Thursday, June 7, 2018

Marketing Team Jesus in the 21st Century

Team Jesus

We’ve all heard that sometimes the simplest of messages are the easiest to read and the hardest to follow. Such as the reminder from 2 Corinthians 4:5, that we do not work to proclaim the glory of ourselves, but the glory of Christ and therefore, as his followers, we work for his sake. It’s probably a telling tale that we need to put this in perspective in ways that most of us who live in the 21st Century will understand. We work for Team Jesus, and on that team, we are all working together to promote his message and branding. The message? A simple one: Love others as you would your own family and tribe and protect each of us as we would protect ourselves. The Brand? Team Jesus: I am the way and the truth and the light. We are working for his sake, and working on the brand that is larger than the largest of corporations, and a brand that transcends time. 

It is Team Jesus that we need to remind ourselves again and again that we are working for. We need to learn to love our fellow man, and to trust in the Lord. The simplest of messages are easy to read, and the hardest ones to follow. We need to beware of any one brand or message or ‘tribe’ that we ascribe to. All of those who seem to talk about returning to their own tribe, be it political or religious or corporate, need to realize that the whole of our being is reflected not just in who we follow, but in the message that we are following. Team Jesus transcends the tribal elements of the 21st Century. Love your neighbor with all your heart, and follow the word of the Lord. A simple enough message with a timeless brand.

Thursday, May 24, 2018

Jesus was "Woke"

Dino Reichmuth Photo: Jesus was 'woke'

This passage from John 3: 1-17, where Jesus speaks to Nicodemus may be the crux of the entire message of Jesus Christ. He speaks of the need to understand simple truths, and the takeaway is his proclamation that his presence on Earth will bring eternal life to all who believe. That’s it...

But wait, there’s more, as they say in those late-night infomercials.

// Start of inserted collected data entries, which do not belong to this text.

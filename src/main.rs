//! sports_analyser CLI
//!
//! Paste results and fixtures in, get team stats and ranked bets out. Every
//! command prints JSON on stdout; diagnostics go to the log on stderr.

use std::fs;
use std::io::{self, Read};
use std::path::PathBuf;

use anyhow::{Context, Result};
use clap::{Parser, Subcommand};
use serde::Serialize;

use sports_analyser::model::Sport;
use sports_analyser::persist::{Store, default_root};
use sports_analyser::service::Analyser;

#[derive(Parser)]
#[command(name = "sports_analyser")]
#[command(about = "Match-result analysis and betting recommendations", long_about = None)]
struct Cli {
    /// Store root (defaults to $SPORTS_ANALYSER_DIR or the XDG data dir)
    #[arg(long)]
    data_dir: Option<PathBuf>,

    /// Enable verbose logging
    #[arg(short, long)]
    verbose: bool,

    #[command(subcommand)]
    command: Commands,
}

#[derive(Subcommand)]
enum Commands {
    /// Parse pasted results and append them to the store
    AddResults {
        /// Text file to read (stdin when omitted)
        input: Option<PathBuf>,
        #[arg(long, default_value_t = Sport::Football)]
        sport: Sport,
    },
    /// Parse pasted fixtures and append them to the store
    AddUpcoming {
        /// Text file to read (stdin when omitted)
        input: Option<PathBuf>,
        #[arg(long, default_value_t = Sport::Football)]
        sport: Sport,
    },
    /// Drop stored fixtures for one sport, or all of them
    ClearUpcoming {
        #[arg(long)]
        sport: Option<Sport>,
    },
    /// Print stored results
    Results {
        #[arg(long)]
        sport: Option<Sport>,
    },
    /// Print stored fixtures
    Upcoming {
        #[arg(long)]
        sport: Option<Sport>,
    },
    /// Single and combo recommendations for stored fixtures
    Recommend {
        #[arg(long, default_value_t = Sport::Football)]
        sport: Sport,
    },
    /// Statistics for one team
    Stats {
        team: String,
        #[arg(long, default_value_t = Sport::Football)]
        sport: Sport,
    },
    /// Last five meetings between two teams
    H2h {
        team1: String,
        team2: String,
        #[arg(long, default_value_t = Sport::Football)]
        sport: Sport,
    },
    /// Show or patch the analysis settings
    Config {
        #[command(subcommand)]
        action: ConfigCommands,
    },
    /// Team name aliases used when parsing and looking up teams
    Alias {
        #[command(subcommand)]
        action: AliasCommands,
    },
}

#[derive(Subcommand)]
enum ConfigCommands {
    /// Print the current settings
    Show,
    /// Shallow-merge a JSON object into the settings
    Set {
        /// e.g. '{"minConfidence": 70}'
        patch: String,
    },
}

#[derive(Subcommand)]
enum AliasCommands {
    /// Print every alias in effect
    List,
    /// Map an alias onto a canonical team name
    Add { alias: String, canonical: String },
}

#[derive(Serialize)]
struct AliasEntry<'a> {
    alias: &'a str,
    team: &'a str,
}

fn main() {
    let _ = dotenvy::from_filename(".env.local");
    let _ = dotenvy::from_filename(".env");

    let cli = Cli::parse();

    let log_level = if cli.verbose { "debug" } else { "info" };
    env_logger::Builder::from_env(env_logger::Env::default().default_filter_or(log_level))
        .format_timestamp(None)
        .init();

    if let Err(err) = run(cli) {
        eprintln!("error: {err:#}");
        std::process::exit(1);
    }
}

fn run(cli: Cli) -> Result<()> {
    let root = cli.data_dir.unwrap_or_else(default_root);
    log::debug!("store root: {}", root.display());
    let analyser = Analyser::new(Store::open(root));

    match cli.command {
        Commands::AddResults { input, sport } => {
            let text = read_input(input)?;
            print_json(&analyser.add_results(&text, sport)?)
        }
        Commands::AddUpcoming { input, sport } => {
            let text = read_input(input)?;
            print_json(&analyser.add_upcoming(&text, sport)?)
        }
        Commands::ClearUpcoming { sport } => {
            analyser.clear_upcoming(sport)?;
            print_json(&serde_json::json!({ "success": true }))
        }
        Commands::Results { sport } => {
            let docs = analyser.results();
            match sport {
                Some(sport) => print_json(&docs.get(sport)),
                None => print_json(&docs),
            }
        }
        Commands::Upcoming { sport } => {
            let docs = analyser.upcoming();
            match sport {
                Some(sport) => print_json(&docs.get(sport)),
                None => print_json(&docs),
            }
        }
        Commands::Recommend { sport } => print_json(&analyser.recommendations(sport)),
        Commands::Stats { team, sport } => print_json(&analyser.team_stats(&team, sport)),
        Commands::H2h {
            team1,
            team2,
            sport,
        } => print_json(&analyser.head_to_head(&team1, &team2, sport)),
        Commands::Config { action } => match action {
            ConfigCommands::Show => print_json(&analyser.config()),
            ConfigCommands::Set { patch } => {
                let patch: serde_json::Value =
                    serde_json::from_str(&patch).context("config patch is not valid JSON")?;
                print_json(&analyser.update_config(&patch)?)
            }
        },
        Commands::Alias { action } => {
            let aliases = match action {
                AliasCommands::List => analyser.aliases(),
                AliasCommands::Add { alias, canonical } => {
                    analyser.add_alias(&alias, &canonical)?
                }
            };
            let entries = aliases
                .entries()
                .into_iter()
                .map(|(alias, team)| AliasEntry { alias, team })
                .collect::<Vec<_>>();
            print_json(&entries)
        }
    }
}

fn read_input(path: Option<PathBuf>) -> Result<String> {
    match path {
        Some(path) => {
            fs::read_to_string(&path).with_context(|| format!("read {}", path.display()))
        }
        None => {
            let mut text = String::new();
            io::stdin()
                .read_to_string(&mut text)
                .context("read stdin")?;
            Ok(text)
        }
    }
}

fn print_json<T: Serialize + ?Sized>(value: &T) -> Result<()> {
    let json = serde_json::to_string_pretty(value).context("serialize output")?;
    println!("{json}");
    Ok(())
}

The message that Jesus is giving to Nicodemus is one where we find Jesus in a moment of Zen. Christ talks of things that some may interpret as being ‘born again.’ Christ says, “No one can enter the kingdom of God without being born of water and Spirit. What is born of the flesh is flesh, and what is born of the Spirit is spirit. Do not be astonished that I said to you, “You must be born from above.’

The most amazing part of this passage is what follows. Jesus goes on to wax lyrical: “The wind blows where it chooses, and you hear the sound of it, but you do not know where it comes from or where it goes. So it is with everyone who is born of the Spirit”

My favorite comic relief comes from Nicodemus, who asks him “How can these things be?” Jesus gives us a true Seinfeld-ian moment when he says: Are you a teacher of Israel, and yet you do not understand these things?” The first thing that comes to mind for the ultimate Seinfeld buff is the classic: “And YOU want to be my Latex Salesman?” He goes on, almost exasperated, to say, “If I tell you about the things that are happening here and now on Earth, and you don’t believe, how can you believe what I’m trying to tell you about heavenly things?!”

The most famous of passages follows in John 3:16 in this text for Trinity Sunday. “For God so loved the world that he gave his only Son, so that everyone who believes in him may not perish, but may have eternal life.” This is as good as the saying: “Jesus explains it all for you.” There it is in a nutshell, folks. The whole gospel laid out in one short paragraph.

How simple is the understanding of the enlightened among us, who may understand the feeling of being born of the Spirit. It may take a lifetime of understanding to truly know the feeling of enlightenment, where we are truly born of the Spirit.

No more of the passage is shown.